Blood (Impact Factor: 10.45). 02/2011; 117(17):4569-79. DOI: 10.1182/blood-2010-09-304931
Source: PubMed


Pediatric immune thrombocytopenia (ITP) is usually self-limited. However, approximately 20% of children develop chronic ITP, which can be associated with significant morbidity because of long-term immunosuppression and splenectomy in refractory cases. To explore the molecular mechanism of chronic ITP compared with acute ITP, we studied 63 pediatric patients with ITP. Gene expression analysis of whole blood revealed distinct signatures for acute and chronic ITP. Oxidative stress-related pathways were among the most significant chronic ITP-associated pathways.

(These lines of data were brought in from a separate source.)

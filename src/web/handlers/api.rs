use axum::{
    extract::{Path, Query, State},
    http::{HeaderMap, StatusCode},
    Json,
};
use serde::{Deserialize, Serialize};
use std::sync::Arc;
use tracing::{error, info, warn};

use super::org_id;
use crate::ai::schema_context::SchemaContext;
use crate::budget::{BudgetError, BudgetStatus};
use crate::connectors::ConnectorError;
use crate::db::connections::{ConnectionRecord, NewConnection};
use crate::db::organizations::{Organization, OrganizationUpdate};
use crate::db::schema_manager::DiscoverySummary;
use crate::db::DbError;
use crate::web::state::AppState;

type ApiError = (StatusCode, String);

fn internal(context: &str, e: impl std::fmt::Display) -> ApiError {
    error!("{}: {}", context, e);
    (StatusCode::INTERNAL_SERVER_ERROR, context.to_string())
}

fn connector_error(e: ConnectorError) -> ApiError {
    match e {
        ConnectorError::Connection(message) if message.ends_with("not found") => (StatusCode::NOT_FOUND, message),
        ConnectorError::Config(message) => (StatusCode::BAD_REQUEST, message),
        other => (StatusCode::BAD_GATEWAY, other.to_string()),
    }
}

// Organizations

pub async fn budget_status(
    State(state): State<Arc<AppState>>,
    Path(org_id): Path<String>,
) -> Result<Json<BudgetStatus>, ApiError> {
    match state.budget.status(&org_id).await {
        Ok(status) => Ok(Json(status)),
        Err(BudgetError::NotFound(_)) => Err((StatusCode::NOT_FOUND, format!("Organization {} not found", org_id))),
        Err(e) => Err(internal("Failed to load budget", e)),
    }
}

pub async fn upsert_organization(
    State(state): State<Arc<AppState>>,
    Path(org_id): Path<String>,
    Json(update): Json<OrganizationUpdate>,
) -> Result<Json<Organization>, ApiError> {
    match state.organizations.upsert(&org_id, update).await {
        Ok(org) => Ok(Json(org)),
        Err(DbError::Invalid(message)) => Err((StatusCode::BAD_REQUEST, message)),
        Err(e) => Err(internal("Failed to save organization", e)),
    }
}

// Connections

pub async fn create_connection(
    State(state): State<Arc<AppState>>,
    headers: HeaderMap,
    Json(new): Json<NewConnection>,
) -> Result<(StatusCode, Json<ConnectionRecord>), ApiError> {
    match state.connections.create(org_id(&headers).as_deref(), new).await {
        Ok(record) => Ok((StatusCode::CREATED, Json(record))),
        Err(DbError::Invalid(message)) => Err((StatusCode::BAD_REQUEST, message)),
        Err(e) => Err(internal("Failed to register connection", e)),
    }
}

pub async fn list_connections(
    State(state): State<Arc<AppState>>,
    headers: HeaderMap,
) -> Result<Json<Vec<ConnectionRecord>>, ApiError> {
    state
        .connections
        .list_for_org(org_id(&headers).as_deref())
        .await
        .map(Json)
        .map_err(|e| internal("Failed to list connections", e))
}

#[derive(Debug, Serialize)]
pub struct ConnectionTest {
    pub ok: bool,
    pub error: Option<String>,
}

pub async fn test_connection(
    State(state): State<Arc<AppState>>,
    headers: HeaderMap,
    Path(id): Path<String>,
) -> Result<Json<ConnectionTest>, ApiError> {
    let connector = state
        .connection_manager
        .get_connector(&id, org_id(&headers).as_deref())
        .await;
    let outcome = match connector {
        Ok(connector) => {
            let result = connector.test_connection().await;
            connector.close().await;
            result
        }
        Err(e @ ConnectorError::Connection(_)) if e.to_string().ends_with("not found") => {
            return Err(connector_error(e));
        }
        Err(e) => Err(e),
    };

    Ok(Json(match outcome {
        Ok(()) => ConnectionTest { ok: true, error: None },
        Err(e) => {
            warn!("Connection test for {} failed: {}", id, e);
            ConnectionTest {
                ok: false,
                error: Some(e.to_string()),
            }
        }
    }))
}

pub async fn get_schema(
    State(state): State<Arc<AppState>>,
    headers: HeaderMap,
    Path(id): Path<String>,
) -> Result<Json<SchemaContext>, ApiError> {
    let owned = state
        .connections
        .get_for_org(&id, org_id(&headers).as_deref())
        .await
        .map_err(|e| internal("Failed to load connection", e))?;
    if owned.is_none() {
        return Err((StatusCode::NOT_FOUND, format!("Connection {} not found", id)));
    }
    state
        .schema_manager
        .load_context(&id)
        .await
        .map(Json)
        .map_err(|e| internal("Failed to load schema", e))
}

#[derive(Debug, Deserialize)]
pub struct RefreshParams {
    #[serde(default)]
    pub enrich: bool,
}

#[derive(Debug, Serialize)]
pub struct RefreshOutcome {
    #[serde(flatten)]
    pub discovered: DiscoverySummary,
    pub enriched_columns: usize,
}

/// Re-discovers the schema and optionally asks the model to describe it.
/// Enrichment tokens are charged like any other model call.
pub async fn refresh_schema(
    State(state): State<Arc<AppState>>,
    headers: HeaderMap,
    Path(id): Path<String>,
    Query(params): Query<RefreshParams>,
) -> Result<Json<RefreshOutcome>, ApiError> {
    let org = org_id(&headers);
    let connector = state
        .connection_manager
        .get_connector(&id, org.as_deref())
        .await
        .map_err(connector_error)?;

    let discovered = state.schema_manager.discover(&id, connector.as_ref()).await;
    connector.close().await;
    let discovered = discovered.map_err(|e| match e {
        DbError::Connector(e) => connector_error(e),
        other => internal("Schema discovery failed", other),
    })?;
    if let Err(e) = state.connections.mark_synced(&id).await {
        warn!("Failed to mark {} as synced: {}", id, e);
    }

    let mut enriched_columns = 0;
    if params.enrich {
        if let Some(org) = org.as_deref() {
            if let Err(e) = state.budget.check_budget(org).await {
                return Err((StatusCode::PAYMENT_REQUIRED, e.to_string()));
            }
        }

        let schema_info = state
            .schema_manager
            .load_context(&id)
            .await
            .map_err(|e| internal("Failed to load schema", e))?
            .render();
        let (enrichment, usage) = state
            .enricher
            .enrich(&schema_info)
            .await
            .map_err(|e| (StatusCode::BAD_GATEWAY, e.to_string()))?;
        if let Some(org) = org.as_deref() {
            state.budget.record_usage(org, usage).await;
        }
        enriched_columns = state
            .schema_manager
            .apply_enrichment(&id, enrichment)
            .await
            .map_err(|e| internal("Failed to store enrichment", e))?;
        info!("Enriched {} columns for connection {}", enriched_columns, id);
    }

    Ok(Json(RefreshOutcome {
        discovered,
        enriched_columns,
    }))
}

// System status

#[derive(Debug, Serialize)]
pub struct SystemStatus {
    pub version: String,
    pub uptime_seconds: i64,
    pub llm_backend: String,
    pub cache_backend: String,
    pub budget_enforced: bool,
}

pub async fn system_status(State(state): State<Arc<AppState>>) -> Json<SystemStatus> {
    let uptime = chrono::Utc::now()
        .signed_duration_since(state.startup_time)
        .num_seconds();

    Json(SystemStatus {
        version: env!("CARGO_PKG_VERSION").to_string(),
        uptime_seconds: uptime,
        llm_backend: state.llm_backend.clone(),
        cache_backend: state.config.cache.backend.clone(),
        budget_enforced: state.config.budget.enabled,
    })
}

#[cfg(test)]
mod tests {
    use super::*;

    #[test]
    fn missing_connections_map_to_404() {
        let (status, message) = connector_error(ConnectorError::Connection("Connection c1 not found".to_string()));
        assert_eq!(status, StatusCode::NOT_FOUND);
        assert_eq!(message, "Connection c1 not found");

        let (status, _) = connector_error(ConnectorError::Config("host is required for postgres".to_string()));
        assert_eq!(status, StatusCode::BAD_REQUEST);

        let (status, _) = connector_error(ConnectorError::Connection("refused".to_string()));
        assert_eq!(status, StatusCode::BAD_GATEWAY);
    }
}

Overexpression of VNN1, an oxidative stress sensor in epithelial cells, was most strongly associated with progression to chronic ITP. Studies of normal persons demonstrated VNN1 expression in a variety of blood cells. Exposure of blood mononuclear cells to oxidative stress inducers elicited dramatic up-regulation of VNN1 and down-regulation of PPARγ, indicating a role for VNN1 as a peripheral blood oxidative stress sensor. Assessment of redox state by tandem mass spectrometry demonstrated statistically significant lower glutathione ratios in patients with ITP versus healthy controls; lower glutathione ratios were also seen in untreated patients with ITP compared with recently treated patients. Our work demonstrates distinct patterns of gene expression in acute and chronic ITP and implicates oxidative stress pathways in the pathogenesis of chronic pediatric ITP.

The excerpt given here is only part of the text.